Entries taken from a collection
* * *
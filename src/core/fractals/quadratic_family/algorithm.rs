use crate::core::data::complex::Complex;

/// Effective coefficients of the recurrence
///
/// ```text
/// x' = a·(x² − y²) + b·x0 + d·sin(e·y)
/// y' = c·(2xy)     + b·y0 + d·cos(e·x)
/// ```
#[derive(Debug, Copy, Clone, PartialEq)]
pub struct Coefficients {
    pub a: f64,
    pub b: f64,
    pub c: f64,
    pub d: f64,
    pub e: f64,
}

/// Iterates from `z = seed` until `|z|² > escape_threshold` or the budget
/// runs out, returning the number of steps taken.
#[must_use]
pub fn escape_count(
    seed: Complex,
    max_iterations: u32,
    escape_threshold: f64,
    coefficients: Coefficients,
) -> u32 {
    let Coefficients { a, b, c, d, e } = coefficients;
    let mut z = seed;
    let mut iteration = 0;

    while z.magnitude_squared() <= escape_threshold && iteration < max_iterations {
        z = Complex {
            real: a * (z.real * z.real - z.imag * z.imag) + b * seed.real + d * (e * z.imag).sin(),
            imag: c * (2.0 * z.real * z.imag) + b * seed.imag + d * (e * z.real).cos(),
        };
        iteration += 1;
    }

    iteration
}
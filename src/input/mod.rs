//! Input adapters for the fractal canvas.
//!
//! This module contains adapters that receive input from various sources
//! and translate them into controller calls.

pub mod cli;
#[cfg(feature = "gui")]
pub mod gui;
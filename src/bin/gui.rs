use fractal_canvas::ExplorerConfig;

fn main() -> Result<(), Box<dyn std::error::Error>> {
    tracing_subscriber::fmt::init();

    fractal_canvas::run_gui(ExplorerConfig::showcase())?;

    Ok(())
}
* * *
● What you need to do:
Give back, exactly as written, the stretch from the line with "while z.magnitude_squared() <= escape_threshold" through the line with "tracing_subscriber::fmt::init();", and no other lines from the records above.

● Output for this exercise:
    while z.magnitude_squared() <= escape_threshold && iteration < max_iterations {
        z = Complex {
            real: a * (z.real * z.real - z.imag * z.imag) + b * seed.real + d * (e * z.imag).sin(),
            imag: c * (2.0 * z.real * z.imag) + b * seed.imag + d * (e * z.real).cos(),
        };
        iteration += 1;
    }

    iteration
}
filename src/input/mod.rs
//! Input adapters for the fractal canvas.
//!
//! This module contains adapters that receive input from various sources
//! and translate them into controller calls.

pub mod cli;
#[cfg(feature = "gui")]
pub mod gui;
filename src/bin/gui.rs
use fractal_canvas::ExplorerConfig;

fn main() -> Result<(), Box<dyn std::error::Error>> {
    tracing_subscriber::fmt::init();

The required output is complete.